*Work instructions*. Lines in the listing below that hold "RodioAudioSink" are the ones to copy.

Information Start Marker

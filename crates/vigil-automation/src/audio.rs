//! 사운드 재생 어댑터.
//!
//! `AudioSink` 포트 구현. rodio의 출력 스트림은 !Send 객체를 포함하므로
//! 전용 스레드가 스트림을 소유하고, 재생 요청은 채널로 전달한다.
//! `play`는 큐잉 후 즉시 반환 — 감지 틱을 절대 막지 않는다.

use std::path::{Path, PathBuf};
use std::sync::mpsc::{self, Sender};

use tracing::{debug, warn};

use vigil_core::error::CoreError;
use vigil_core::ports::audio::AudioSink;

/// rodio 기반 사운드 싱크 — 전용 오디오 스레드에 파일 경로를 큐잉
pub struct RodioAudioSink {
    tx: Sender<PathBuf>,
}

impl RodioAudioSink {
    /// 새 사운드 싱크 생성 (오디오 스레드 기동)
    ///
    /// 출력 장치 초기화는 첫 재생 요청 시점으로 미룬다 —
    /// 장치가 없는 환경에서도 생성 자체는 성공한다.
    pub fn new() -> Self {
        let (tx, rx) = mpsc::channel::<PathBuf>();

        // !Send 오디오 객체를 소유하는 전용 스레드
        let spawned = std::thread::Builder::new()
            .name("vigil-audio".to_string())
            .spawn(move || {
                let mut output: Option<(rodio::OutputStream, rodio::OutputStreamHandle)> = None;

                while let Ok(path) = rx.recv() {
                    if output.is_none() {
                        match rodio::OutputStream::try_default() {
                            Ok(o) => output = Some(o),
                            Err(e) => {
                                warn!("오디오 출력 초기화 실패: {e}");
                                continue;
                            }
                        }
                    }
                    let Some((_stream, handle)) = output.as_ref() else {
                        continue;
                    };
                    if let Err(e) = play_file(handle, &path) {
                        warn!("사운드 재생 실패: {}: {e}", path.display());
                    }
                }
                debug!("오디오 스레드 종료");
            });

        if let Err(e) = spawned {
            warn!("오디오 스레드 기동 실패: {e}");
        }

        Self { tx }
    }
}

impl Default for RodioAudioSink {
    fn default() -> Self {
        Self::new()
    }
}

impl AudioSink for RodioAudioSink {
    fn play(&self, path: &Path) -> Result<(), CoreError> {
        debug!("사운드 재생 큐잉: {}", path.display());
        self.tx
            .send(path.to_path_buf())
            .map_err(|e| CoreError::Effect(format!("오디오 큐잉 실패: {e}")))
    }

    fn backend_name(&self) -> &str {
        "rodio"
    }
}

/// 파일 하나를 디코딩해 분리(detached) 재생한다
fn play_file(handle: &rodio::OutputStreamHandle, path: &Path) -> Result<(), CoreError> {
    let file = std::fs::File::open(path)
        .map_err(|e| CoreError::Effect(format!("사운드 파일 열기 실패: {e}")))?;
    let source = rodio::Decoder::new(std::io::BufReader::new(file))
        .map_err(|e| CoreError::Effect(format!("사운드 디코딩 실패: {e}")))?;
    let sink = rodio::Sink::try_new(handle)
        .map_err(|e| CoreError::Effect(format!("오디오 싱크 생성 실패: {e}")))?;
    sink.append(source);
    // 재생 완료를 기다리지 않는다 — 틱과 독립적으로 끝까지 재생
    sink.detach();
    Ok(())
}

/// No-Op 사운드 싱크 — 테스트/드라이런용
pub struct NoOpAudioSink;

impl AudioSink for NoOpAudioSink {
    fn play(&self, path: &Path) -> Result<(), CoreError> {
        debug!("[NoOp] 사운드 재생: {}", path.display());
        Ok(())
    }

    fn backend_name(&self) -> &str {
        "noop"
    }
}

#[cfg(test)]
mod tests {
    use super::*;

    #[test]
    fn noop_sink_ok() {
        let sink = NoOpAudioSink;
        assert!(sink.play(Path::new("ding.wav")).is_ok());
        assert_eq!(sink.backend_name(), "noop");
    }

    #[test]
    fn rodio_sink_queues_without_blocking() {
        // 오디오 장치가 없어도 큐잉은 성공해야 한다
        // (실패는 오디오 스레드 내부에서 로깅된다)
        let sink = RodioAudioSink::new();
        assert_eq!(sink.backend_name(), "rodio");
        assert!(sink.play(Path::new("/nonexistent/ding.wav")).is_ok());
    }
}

Information End Marker
Information Start Marker

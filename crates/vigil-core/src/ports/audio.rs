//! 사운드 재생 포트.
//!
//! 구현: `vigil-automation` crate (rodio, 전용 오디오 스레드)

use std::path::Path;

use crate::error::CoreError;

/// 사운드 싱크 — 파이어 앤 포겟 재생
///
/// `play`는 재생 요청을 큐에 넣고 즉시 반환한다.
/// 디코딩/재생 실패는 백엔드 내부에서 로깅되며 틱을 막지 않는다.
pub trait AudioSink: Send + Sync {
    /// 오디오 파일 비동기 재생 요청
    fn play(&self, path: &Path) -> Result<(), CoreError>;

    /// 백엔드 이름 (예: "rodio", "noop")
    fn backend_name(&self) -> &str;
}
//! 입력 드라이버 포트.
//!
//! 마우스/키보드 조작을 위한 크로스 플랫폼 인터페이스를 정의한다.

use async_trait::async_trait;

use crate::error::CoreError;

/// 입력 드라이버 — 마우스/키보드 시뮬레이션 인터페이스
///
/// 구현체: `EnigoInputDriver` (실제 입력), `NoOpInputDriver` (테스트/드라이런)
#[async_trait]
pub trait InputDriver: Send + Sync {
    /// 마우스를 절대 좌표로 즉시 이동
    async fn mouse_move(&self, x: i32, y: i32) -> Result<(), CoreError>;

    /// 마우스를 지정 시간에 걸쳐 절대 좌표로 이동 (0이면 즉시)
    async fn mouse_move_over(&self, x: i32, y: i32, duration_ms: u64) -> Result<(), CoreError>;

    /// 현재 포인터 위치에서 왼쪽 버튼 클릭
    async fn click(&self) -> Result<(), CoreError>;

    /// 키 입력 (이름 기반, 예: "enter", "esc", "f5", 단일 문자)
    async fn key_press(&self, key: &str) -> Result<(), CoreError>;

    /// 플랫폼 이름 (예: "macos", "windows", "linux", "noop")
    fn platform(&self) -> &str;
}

Information End Marker
Information Start Marker

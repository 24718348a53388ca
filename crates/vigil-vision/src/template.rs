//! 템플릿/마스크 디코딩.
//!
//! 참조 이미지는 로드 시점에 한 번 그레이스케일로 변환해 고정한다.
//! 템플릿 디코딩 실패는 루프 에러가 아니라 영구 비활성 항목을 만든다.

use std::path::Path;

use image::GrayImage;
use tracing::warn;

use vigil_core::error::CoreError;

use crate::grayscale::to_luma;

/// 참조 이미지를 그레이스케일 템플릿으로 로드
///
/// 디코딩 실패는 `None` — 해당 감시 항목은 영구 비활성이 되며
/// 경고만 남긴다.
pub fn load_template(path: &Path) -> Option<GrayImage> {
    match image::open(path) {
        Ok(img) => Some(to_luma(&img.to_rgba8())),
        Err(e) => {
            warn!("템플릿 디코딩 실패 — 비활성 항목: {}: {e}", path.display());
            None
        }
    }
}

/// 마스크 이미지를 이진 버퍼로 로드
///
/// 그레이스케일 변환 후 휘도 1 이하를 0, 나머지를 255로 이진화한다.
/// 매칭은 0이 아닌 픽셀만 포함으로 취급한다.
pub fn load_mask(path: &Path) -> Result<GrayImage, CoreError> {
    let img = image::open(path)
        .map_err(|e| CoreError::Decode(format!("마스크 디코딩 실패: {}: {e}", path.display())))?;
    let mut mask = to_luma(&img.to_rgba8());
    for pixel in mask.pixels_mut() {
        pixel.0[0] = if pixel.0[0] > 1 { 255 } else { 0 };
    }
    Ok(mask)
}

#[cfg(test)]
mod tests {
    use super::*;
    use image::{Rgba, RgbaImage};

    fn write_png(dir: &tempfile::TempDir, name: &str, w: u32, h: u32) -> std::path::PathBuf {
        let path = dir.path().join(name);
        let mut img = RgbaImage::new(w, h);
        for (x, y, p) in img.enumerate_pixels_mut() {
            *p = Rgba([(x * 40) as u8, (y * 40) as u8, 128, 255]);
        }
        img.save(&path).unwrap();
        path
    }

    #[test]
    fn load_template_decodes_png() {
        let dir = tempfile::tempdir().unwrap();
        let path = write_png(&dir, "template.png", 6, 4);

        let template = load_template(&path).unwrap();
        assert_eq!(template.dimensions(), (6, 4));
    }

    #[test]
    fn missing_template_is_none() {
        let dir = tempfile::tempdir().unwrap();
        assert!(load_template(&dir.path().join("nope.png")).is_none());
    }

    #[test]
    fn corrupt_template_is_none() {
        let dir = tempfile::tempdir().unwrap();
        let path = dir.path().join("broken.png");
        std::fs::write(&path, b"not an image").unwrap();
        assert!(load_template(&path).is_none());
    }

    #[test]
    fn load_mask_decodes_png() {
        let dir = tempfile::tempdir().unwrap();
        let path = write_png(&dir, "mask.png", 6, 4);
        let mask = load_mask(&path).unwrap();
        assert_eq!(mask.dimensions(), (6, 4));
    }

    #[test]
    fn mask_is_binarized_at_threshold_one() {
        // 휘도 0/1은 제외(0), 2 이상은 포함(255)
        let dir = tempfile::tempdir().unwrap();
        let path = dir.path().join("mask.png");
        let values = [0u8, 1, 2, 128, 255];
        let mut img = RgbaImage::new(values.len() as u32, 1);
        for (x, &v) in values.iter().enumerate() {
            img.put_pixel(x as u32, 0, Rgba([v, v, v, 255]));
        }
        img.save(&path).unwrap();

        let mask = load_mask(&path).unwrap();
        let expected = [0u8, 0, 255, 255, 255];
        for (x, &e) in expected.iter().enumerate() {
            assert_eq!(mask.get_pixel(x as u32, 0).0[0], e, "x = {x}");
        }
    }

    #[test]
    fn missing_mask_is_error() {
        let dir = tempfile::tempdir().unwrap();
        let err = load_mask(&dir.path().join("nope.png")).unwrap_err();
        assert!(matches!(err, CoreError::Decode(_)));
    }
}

Information End Marker

*Response*.
pub struct RodioAudioSink {
impl RodioAudioSink {
impl Default for RodioAudioSink {
impl AudioSink for RodioAudioSink {
        let sink = RodioAudioSink::new();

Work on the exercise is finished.